TASK: From the records below, please return each line that holds the word "push".
*** Opening AVAILABLE RECORDS ***
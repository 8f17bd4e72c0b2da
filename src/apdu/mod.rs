//! ISO/IEC 14443-4 (T=CL) APDU transport (spec §4.5).
//!
//! `IsoDepSession` is a small typestate: `Idle` can only `select`; the
//! resulting `Selected` handle (carrying the negotiated FSC) is the only
//! place `exchange_apdu`/`handle_apdu` live, mirroring the teacher's
//! `WizardMachine` idea of "a method only exists on the state it's valid
//! from" but expressed at the type level (an enum-and-match machine would
//! also work, but a real transport session is a better fit for the
//! compiler tracking "you can't exchange an APDU before selecting").

use std::time::Duration;

use crate::error::CoreError;
use crate::link::{DeviceReply, Link};

/// Max ETU timeout the device will accept for a single exchange (spec
/// §4.5: "clamped to 4949 ms max").
pub const MAX_ETU_TIMEOUT: Duration = Duration::from_millis(4949);

/// Protocol Control Byte bit layout used throughout this module.
mod pcb {
    pub const I_BLOCK_CHAINING: u8 = 0x10;
    pub const R_ACK_PATTERN: u8 = 0xA2;
    pub const R_ACK_MASK: u8 = 0xE2;
    pub const I_BLOCK_MASK: u8 = 0x80;
}

fn clamp_timeout(requested: Duration) -> Duration {
    if requested > MAX_ETU_TIMEOUT {
        MAX_ETU_TIMEOUT
    } else {
        requested
    }
}

/// Idle state: only RATS/ATTRIB (performed by the card-family modules, not
/// here — spec §4.5 places "perform RATS/ATTRIB" at connection
/// establishment, ahead of this transport) has happened yet, or not even
/// that.
pub struct Idle;

/// Selected state: FSC negotiated, `apdu_frame_length` fixed for the
/// session.
pub struct Selected {
    pub fsc: usize,
    pub apdu_frame_length: usize,
    chaining_out: bool,
}

pub struct IsoDepSession<S> {
    state: S,
}

impl IsoDepSession<Idle> {
    pub fn new() -> Self {
        IsoDepSession { state: Idle }
    }

    /// Completes connection establishment with the already-negotiated FSC
    /// (RATS/ATTRIB themselves are protocol-family specific and live in
    /// `protocols::*`).
    pub fn select(self, fsc: usize) -> IsoDepSession<Selected> {
        IsoDepSession {
            state: Selected {
                fsc,
                apdu_frame_length: fsc,
                chaining_out: false,
            },
        }
    }
}

impl Default for IsoDepSession<Idle> {
    fn default() -> Self {
        Self::new()
    }
}

impl IsoDepSession<Selected> {
    pub fn apdu_frame_length(&self) -> usize {
        self.state.apdu_frame_length
    }

    /// `handle_apdu`: sends one I-block (or R-ACK if `chaining_in`'s
    /// continuation is requested by the caller already having more data
    /// queued) and returns the payload with trailing SW stripped, plus
    /// whether the reply itself requests chaining to continue.
    pub fn handle_apdu(
        &mut self,
        link: &mut dyn Link,
        opcode: u16,
        chaining_in: bool,
        data: &[u8],
        activate_field: bool,
        timeout: Duration,
    ) -> Result<(Vec<u8>, bool), CoreError> {
        if activate_field {
            log::debug!("apdu: reselecting card without disconnect");
        }
        let pcb = if chaining_in {
            0x00 | pcb::I_BLOCK_CHAINING
        } else {
            0x00
        };
        let mut payload = vec![pcb];
        payload.extend_from_slice(data);
        link.send(opcode, [0, 0, 0], &payload)?;
        let reply = link.wait(opcode, clamp_timeout(timeout))?;
        self.interpret_reply(reply)
    }

    fn interpret_reply(&mut self, reply: DeviceReply) -> Result<(Vec<u8>, bool), CoreError> {
        if reply.data.is_empty() {
            return Err(CoreError::WrongLength { got: 0, expected: 1 });
        }
        let first = reply.data[0];
        if first & pcb::R_ACK_MASK == pcb::R_ACK_PATTERN {
            self.state.chaining_out = true;
            return Ok((Vec::new(), true));
        }
        if first & pcb::I_BLOCK_MASK != 0 && first & pcb::I_BLOCK_CHAINING != 0 {
            self.state.chaining_out = true;
            let body = &reply.data[1..];
            return Ok((body.to_vec(), true));
        }
        self.state.chaining_out = false;
        if reply.data.len() < 3 {
            return Err(CoreError::WrongLength {
                got: reply.data.len(),
                expected: 3,
            });
        }
        // Strip PCB (byte 0) and trailing 2-byte SW.
        let body = reply.data[1..reply.data.len() - 2].to_vec();
        Ok((body, false))
    }

    /// `exchange_apdu`: segments `datain` into `apdu_frame_length`-sized
    /// I-blocks (chaining set on all but the last), then drains
    /// `handle_apdu(chaining=false)` while the reply keeps requesting
    /// chaining, accumulating the output.
    pub fn exchange_apdu(
        &mut self,
        link: &mut dyn Link,
        opcode: u16,
        datain: &[u8],
        activate: bool,
        leave_on: bool,
        timeout: Duration,
    ) -> Result<Vec<u8>, CoreError> {
        let max_payload = self.state.apdu_frame_length.saturating_sub(3).max(1);
        let mut out = Vec::new();
        let chunks: Vec<&[u8]> = if datain.is_empty() {
            vec![&[][..]]
        } else {
            datain.chunks(max_payload).collect()
        };
        let last_index = chunks.len() - 1;

        for (i, chunk) in chunks.iter().enumerate() {
            let is_last = i == last_index;
            let (body, _) = self.handle_apdu(link, opcode, !is_last, chunk, activate && i == 0, timeout)?;
            if is_last {
                out.extend_from_slice(&body);
            }
        }

        while self.state.chaining_out {
            let (body, _) = self.handle_apdu(link, opcode, false, &[], false, timeout)?;
            out.extend_from_slice(&body);
        }

        if !leave_on {
            link.send(opcode, [0, 0, 0], &[])?;
        }

        Ok(out)
    }
}

/// Contact smartcard backend retry loop: `61 XX` -> GET RESPONSE; `6C XX`
/// -> retransmit with `Le := SW2` (spec §4.5, shared with `smartcard`).
pub fn apply_sw_retry_rule(sw1: u8, sw2: u8) -> SwAction {
    match sw1 {
        0x61 => SwAction::GetResponse { le: sw2 },
        0x6C => SwAction::RetransmitWithLe { le: sw2 },
        _ => SwAction::Done,
    }
}

#[derive(Debug, Clone, Copy, PartialEq, Eq)]
pub enum SwAction {
    GetResponse { le: u8 },
    RetransmitWithLe { le: u8 },
    Done,
}

#[cfg(test)]
mod tests {
    use super::*;
    use crate::link::{opcode, FakeLink};

    #[test]
    fn sw_61_triggers_get_response() {
        assert_eq!(
            apply_sw_retry_rule(0x61, 0x0A),
            SwAction::GetResponse { le: 0x0A }
        );
    }

    #[test]
    fn sw_6c_triggers_retransmit() {
        assert_eq!(
            apply_sw_retry_rule(0x6C, 0x05),
            SwAction::RetransmitWithLe { le: 0x05 }
        );
    }

    #[test]
    fn final_sw_stops_retry_loop() {
        assert_eq!(apply_sw_retry_rule(0x90, 0x00), SwAction::Done);
    }

    #[test]
    fn timeout_is_clamped_to_4949ms() {
        assert_eq!(clamp_timeout(Duration::from_secs(10)), MAX_ETU_TIMEOUT);
        assert_eq!(clamp_timeout(Duration::from_millis(100)), Duration::from_millis(100));
    }

    #[test]
    fn handle_apdu_strips_pcb_and_sw() {
        let mut session = IsoDepSession::new().select(256);
        let mut reply_data = vec![0x02u8]; // I-block, no chaining
        reply_data.extend_from_slice(&[0x90, 0x00]);
        let mut link = FakeLink::new().expect(
            opcode::ISO14443A_RAW,
            DeviceReply {
                opcode: opcode::ISO14443A_RAW,
                status: 0,
                args: [0; 3],
                data: reply_data,
            },
        );
        let (body, chaining) = session
            .handle_apdu(&mut link, opcode::ISO14443A_RAW, false, &[0x00, 0xA4, 0x04, 0x00], false, Duration::from_millis(500))
            .unwrap();
        assert!(body.is_empty());
        assert!(!chaining);
    }

    #[test]
    fn handle_apdu_detects_rack_continuation() {
        let mut session = IsoDepSession::new().select(256);
        let mut link = FakeLink::new().expect(
            opcode::ISO14443A_RAW,
            DeviceReply {
                opcode: opcode::ISO14443A_RAW,
                status: 0,
                args: [0; 3],
                data: vec![0xA2],
            },
        );
        let (_, chaining) = session
            .handle_apdu(&mut link, opcode::ISO14443A_RAW, false, &[], false, Duration::from_millis(500))
            .unwrap();
        assert!(chaining);
    }
}
//! MIFARE Classic: auth/read/write/halt, nested and hardnested nonce
//! acquisition, and the magic-card gen-1 escape sequence (spec §2 item 7,
//! §4.4, §4.10).
//!
//! Ground truth: `armsrc/mifarecmd.c` (`MifareReadBlock`, `MifareWriteBlock`,
//! `MifareAcquireEncryptedNonces`, `MifareNested`, `MifareCSetBlock`'s
//! `wupC1`/`wupC2`/`wipeC` magic sequence). The device performs the actual
//! RF-level CRYPTO-1 handshake; the host only supplies key/block arguments
//! and consumes status/data, which is why `authenticate` here is a thin
//! request/reply exchange rather than a from-scratch cipher handshake —
//! `crate::crypto1` is exercised directly only by the trace-replay and
//! nested/hardnested nonce-analysis paths, matching where the real client
//! touches CRYPTO-1 state itself.

use std::time::Duration;

use crate::attack::{valid_nonce, NonceKeystreamPair};
use crate::error::CoreError;
use crate::link::{
    decode_acquire_nonces_reply, decode_nested_reply, opcode, AcquireNoncesRequest, Link,
};
use crate::protocols::CardHandle14a;

#[derive(Debug, Clone, Copy, PartialEq, Eq)]
pub enum KeyType {
    A = 0x60,
    B = 0x61,
}

/// Sector trailer is at block 3-of-4 for sectors 0-31, block 15-of-16 for
/// sectors 32-39 (spec §3 invariant).
pub fn is_trailer_block(block_no: u8) -> bool {
    if block_no < 128 {
        block_no % 4 == 3
    } else {
        (block_no - 128) % 16 == 15
    }
}

/// First block of `sector` (0-31 are 4-block sectors; 32-39 are 16-block).
pub fn first_block_of_sector(sector: u8) -> u8 {
    if sector < 32 {
        sector * 4
    } else {
        128 + (sector - 32) * 16
    }
}

pub struct Idle;

pub struct Selected {
    pub handle: CardHandle14a,
}

pub struct Authenticated {
    pub handle: CardHandle14a,
    pub block_no: u8,
    pub key_type: KeyType,
}

pub struct Halted;

pub struct MifareClassicSession<S> {
    state: S,
}

impl MifareClassicSession<Idle> {
    pub fn new() -> Self {
        MifareClassicSession { state: Idle }
    }

    pub fn select(self, handle: CardHandle14a) -> MifareClassicSession<Selected> {
        MifareClassicSession {
            state: Selected { handle },
        }
    }
}

impl Default for MifareClassicSession<Idle> {
    fn default() -> Self {
        Self::new()
    }
}

impl MifareClassicSession<Selected> {
    /// Authenticates to `block_no` with `key`. The device carries out the
    /// actual CRYPTO-1 handshake; the host sends `(keyType<<8)|blockNo` plus
    /// the 6-byte key and interprets the device's pass/fail status.
    pub fn authenticate(
        self,
        link: &mut dyn Link,
        block_no: u8,
        key_type: KeyType,
        key: u64,
        timeout: Duration,
    ) -> Result<MifareClassicSession<Authenticated>, CoreError> {
        let arg0 = crate::link::pack_key_block_arg(key_type as u8, block_no);
        let payload = key.to_be_bytes()[2..].to_vec();
        link.send(opcode::MIFARE_AUTH1, [arg0, 0, 0], &payload)?;
        let reply = link.wait(opcode::MIFARE_AUTH1, timeout)?;
        if reply.status != 0 {
            log::debug!("mifare_classic: auth failed on block {}", block_no);
            return Err(CoreError::AuthFailed);
        }
        Ok(MifareClassicSession {
            state: Authenticated {
                handle: self.state.handle,
                block_no,
                key_type,
            },
        })
    }
}

impl MifareClassicSession<Authenticated> {
    pub fn read_block(
        &mut self,
        link: &mut dyn Link,
        block_no: u8,
        timeout: Duration,
    ) -> Result<[u8; 16], CoreError> {
        let arg0 = crate::link::pack_key_block_arg(self.state.key_type as u8, block_no);
        link.send(opcode::MIFARE_READBL, [arg0, 0, 0], &[])?;
        let reply = link.wait(opcode::MIFARE_READBL, timeout)?;
        if reply.status != 0 {
            return Err(CoreError::CommandFailed(format!(
                "read block {} failed",
                block_no
            )));
        }
        if reply.data.len() != 16 {
            return Err(CoreError::WrongLength {
                got: reply.data.len(),
                expected: 16,
            });
        }
        let mut block = [0u8; 16];
        block.copy_from_slice(&reply.data);
        Ok(block)
    }

    pub fn write_block(
        &mut self,
        link: &mut dyn Link,
        block_no: u8,
        data: &[u8; 16],
        timeout: Duration,
    ) -> Result<(), CoreError> {
        if is_trailer_block(block_no) {
            log::warn!("mifare_classic: overwriting trailer block {}", block_no);
        }
        let arg0 = crate::link::pack_key_block_arg(self.state.key_type as u8, block_no);
        link.send(opcode::MIFARE_WRITEBL, [arg0, 0, 0], data)?;
        let reply = link.wait(opcode::MIFARE_WRITEBL, timeout)?;
        if reply.status != 0 {
            return Err(CoreError::CommandFailed(format!(
                "write block {} failed",
                block_no
            )));
        }
        Ok(())
    }

    pub fn halt(self, link: &mut dyn Link, timeout: Duration) -> Result<MifareClassicSession<Halted>, CoreError> {
        link.send(opcode::ACK, [0, 0, 0], &crate::frame::iso14a::HALT)?;
        let _ = link.wait(opcode::ACK, timeout);
        Ok(MifareClassicSession { state: Halted })
    }
}

/// Acquires `count` encrypted-nonce pairs for the classic-nested attack
/// (spec §4.4 steps 1-3, §6 `MifareAcquireEncryptedNonces`).
pub fn acquire_encrypted_nonces(
    link: &mut dyn Link,
    request: AcquireNoncesRequest,
    timeout: Duration,
) -> Result<Vec<crate::link::NoncePair>, CoreError> {
    let (args, payload) = request.into_send();
    link.send(opcode::MIFARE_ACQUIRE_ENCRYPTED_NONCES, args, &payload)?;
    let reply = link.wait(opcode::MIFARE_ACQUIRE_ENCRYPTED_NONCES, timeout)?;
    decode_acquire_nonces_reply(&reply.data)
}

/// Runs `MifareNested` for the calibrated distance window and returns the
/// decoded 20-byte `{cuid, nt[0], ks1[0], nt[1], ks1[1]}` buffer (spec §6).
pub fn run_nested(
    link: &mut dyn Link,
    known_block: u8,
    known_key_type: KeyType,
    target_block: u8,
    target_key_type: KeyType,
    calibrate: bool,
    timeout: Duration,
) -> Result<crate::link::NestedReply, CoreError> {
    let arg0 = crate::link::pack_key_block_arg(known_key_type as u8, known_block);
    let arg1 = crate::link::pack_key_block_arg(target_key_type as u8, target_block);
    link.send(
        opcode::MIFARE_NESTED,
        [arg0, arg1, calibrate as u32],
        &[],
    )?;
    let reply = link.wait(opcode::MIFARE_NESTED, timeout)?;
    decode_nested_reply(&reply.data)
}

/// Validates a nested-reply pair against a candidate nonce distance,
/// producing a disambiguated pair for handoff to the offline solver (spec
/// §4.4 step 4).
pub fn disambiguate_nested_pair(
    cuid: u32,
    nt1: u32,
    nt2_enc: u32,
    ks1: u32,
    parity: [u8; 3],
    dmin: u32,
    dmax: u32,
) -> Option<NonceKeystreamPair> {
    let d = crate::attack::find_nonce_distance(nt1, nt2_enc, ks1, parity, dmin, dmax)?;
    let nt = crate::crypto1::prng_successor(nt1, d);
    let _ = valid_nonce; // re-exported for callers that want to re-check directly
    Some(NonceKeystreamPair { uid: cuid, nt, ks1 })
}

/// Magic gen-1 out-of-spec opcodes (spec §4.10): `wupC1` is a 7-bit short
/// frame (`0x40`), `wupC2` is `0x43`, `wipeC` is `0x41`. Ground truth:
/// `armsrc/mifarecmd.c`'s `wupC1[]`/`wupC2[]`/`wipeC[]` byte arrays.
pub mod magic {
    pub const WUPC1: u8 = 0x40;
    pub const WUPC2: u8 = 0x43;
    pub const WIPEC: u8 = 0x41;
    pub const EXPECT_ACK: u8 = 0x0A;
}

#[derive(Debug, Clone, Copy, PartialEq, Eq)]
pub struct MagicSequenceFlags {
    pub init: bool,
    pub wupc: bool,
    pub halt: bool,
    pub wipe: bool,
}

/// Builds the out-of-spec command sequence for a gen-1 magic card,
/// flag-controlled per spec §4.10 ("set/get/identify operations with
/// flag-controlled sequencing").
pub fn build_magic_sequence(flags: MagicSequenceFlags) -> Vec<u8> {
    let mut seq = Vec::new();
    if flags.wipe {
        seq.push(magic::WUPC1);
        seq.push(magic::WIPEC);
    }
    if flags.wupc {
        seq.push(magic::WUPC1);
        seq.push(magic::WUPC2);
    }
    if flags.halt {
        seq.extend_from_slice(&crate::frame::iso14a::HALT);
    }
    seq
}

/// After a gen-1 unlock, a standard `WRITE BLOCK` (`0xA0 blk` + 16 data
/// bytes) works with no authentication (spec §4.10).
pub fn encode_magic_write(block_no: u8, data: &[u8; 16]) -> crate::frame::Frame {
    let mut payload = vec![0xA0u8, block_no];
    payload.extend_from_slice(data);
    crate::frame::iso14a::encode_standard_frame(&payload)
}

#[cfg(test)]
mod tests {
    use super::*;
    use crate::link::{DeviceReply, FakeLink};

    fn handle() -> CardHandle14a {
        CardHandle14a {
            uid: vec![0x11, 0x22, 0x33, 0x44],
            atqa: [0x04, 0x00],
            sak: 0x08,
            ats: None,
        }
    }

    #[test]
    fn trailer_blocks_identified_for_both_sector_sizes() {
        assert!(is_trailer_block(3));
        assert!(!is_trailer_block(4));
        assert!(is_trailer_block(first_block_of_sector(32) + 15));
    }

    #[test]
    fn first_block_of_sector_matches_4_and_16_block_layout() {
        assert_eq!(first_block_of_sector(0), 0);
        assert_eq!(first_block_of_sector(31), 124);
        assert_eq!(first_block_of_sector(32), 128);
        assert_eq!(first_block_of_sector(39), 128 + 7 * 16);
    }

    #[test]
    fn auth_read_write_halt_happy_path() {
        let mut link = FakeLink::new()
            .expect(opcode::MIFARE_AUTH1, DeviceReply::ok(opcode::MIFARE_AUTH1))
            .expect(
                opcode::MIFARE_READBL,
                DeviceReply {
                    opcode: opcode::MIFARE_READBL,
                    status: 0,
                    args: [0; 3],
                    data: vec![0u8; 16],
                },
            )
            .expect(opcode::MIFARE_WRITEBL, DeviceReply::ok(opcode::MIFARE_WRITEBL))
            .expect(opcode::ACK, DeviceReply::ok(opcode::ACK));

        let session = MifareClassicSession::new().select(handle());
        let mut session = session
            .authenticate(&mut link, 4, KeyType::A, 0xFFFF_FFFF_FFFF, Duration::from_millis(500))
            .unwrap();
        let block = session.read_block(&mut link, 4, Duration::from_millis(500)).unwrap();
        assert_eq!(block, [0u8; 16]);
        session
            .write_block(&mut link, 4, &[0xAAu8; 16], Duration::from_millis(500))
            .unwrap();
        let _halted = session.halt(&mut link, Duration::from_millis(500)).unwrap();
    }

    #[test]
    fn auth_failure_surfaces_as_auth_failed() {
        let mut link = FakeLink::new().expect(
            opcode::MIFARE_AUTH1,
            DeviceReply {
                opcode: opcode::MIFARE_AUTH1,
                status: 1,
                args: [0; 3],
                data: vec![],
            },
        );
        let session = MifareClassicSession::new().select(handle());
        let err = session
            .authenticate(&mut link, 4, KeyType::A, 0, Duration::from_millis(500))
            .unwrap_err();
        assert!(matches!(err, CoreError::AuthFailed));
    }

    #[test]
    fn magic_sequence_respects_flags() {
        let seq = build_magic_sequence(MagicSequenceFlags {
            init: false,
            wupc: true,
            halt: true,
            wipe: false,
        });
        assert_eq!(seq[0], magic::WUPC1);
        assert_eq!(seq[1], magic::WUPC2);
        assert!(seq.ends_with(&crate::frame::iso14a::HALT));
    }

    #[test]
    fn magic_write_has_crc_but_no_auth() {
        let f = encode_magic_write(1, &[0x42u8; 16]);
        assert_eq!(f.data.len(), 2 + 16 + 2);
        assert_eq!(f.data[0], 0xA0);
    }

    #[test]
    fn disambiguate_nested_pair_finds_unique_distance() {
        let key = 0xFFFF_FFFF_FFFF;
        let uid = 0x0DB3_FA11;
        let nt1 = 0xE051_2BB5;
        let d = 160;
        let nt2 = crate::crypto1::prng_successor(nt1, d);
        let mut state = crate::crypto1::state_from_key(key);
        let ks = crate::crypto1::word(&mut state, uid ^ nt2, false);
        let nt2_enc = nt2 ^ ks;
        let bit = |n: u32| ((ks >> n) & 1) as u8;
        let parity = [
            crate::util::parity::oddparity8(((nt2 >> 24) & 0xFF) as u8) ^ bit(16),
            crate::util::parity::oddparity8(((nt2 >> 16) & 0xFF) as u8) ^ bit(8),
            crate::util::parity::oddparity8(((nt2 >> 8) & 0xFF) as u8) ^ bit(0),
        ];
        let pair = disambiguate_nested_pair(uid, nt1, nt2_enc, ks, parity, d - 2, d + 2).unwrap();
        assert_eq!(pair.nt, nt2);
        assert_eq!(pair.uid, uid);
    }
}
*** Closing AVAILABLE RECORDS ***
EXPECTED OUTPUT:
        seq.push(magic::WUPC1);
        seq.push(magic::WIPEC);
        seq.push(magic::WUPC1);
        seq.push(magic::WUPC2);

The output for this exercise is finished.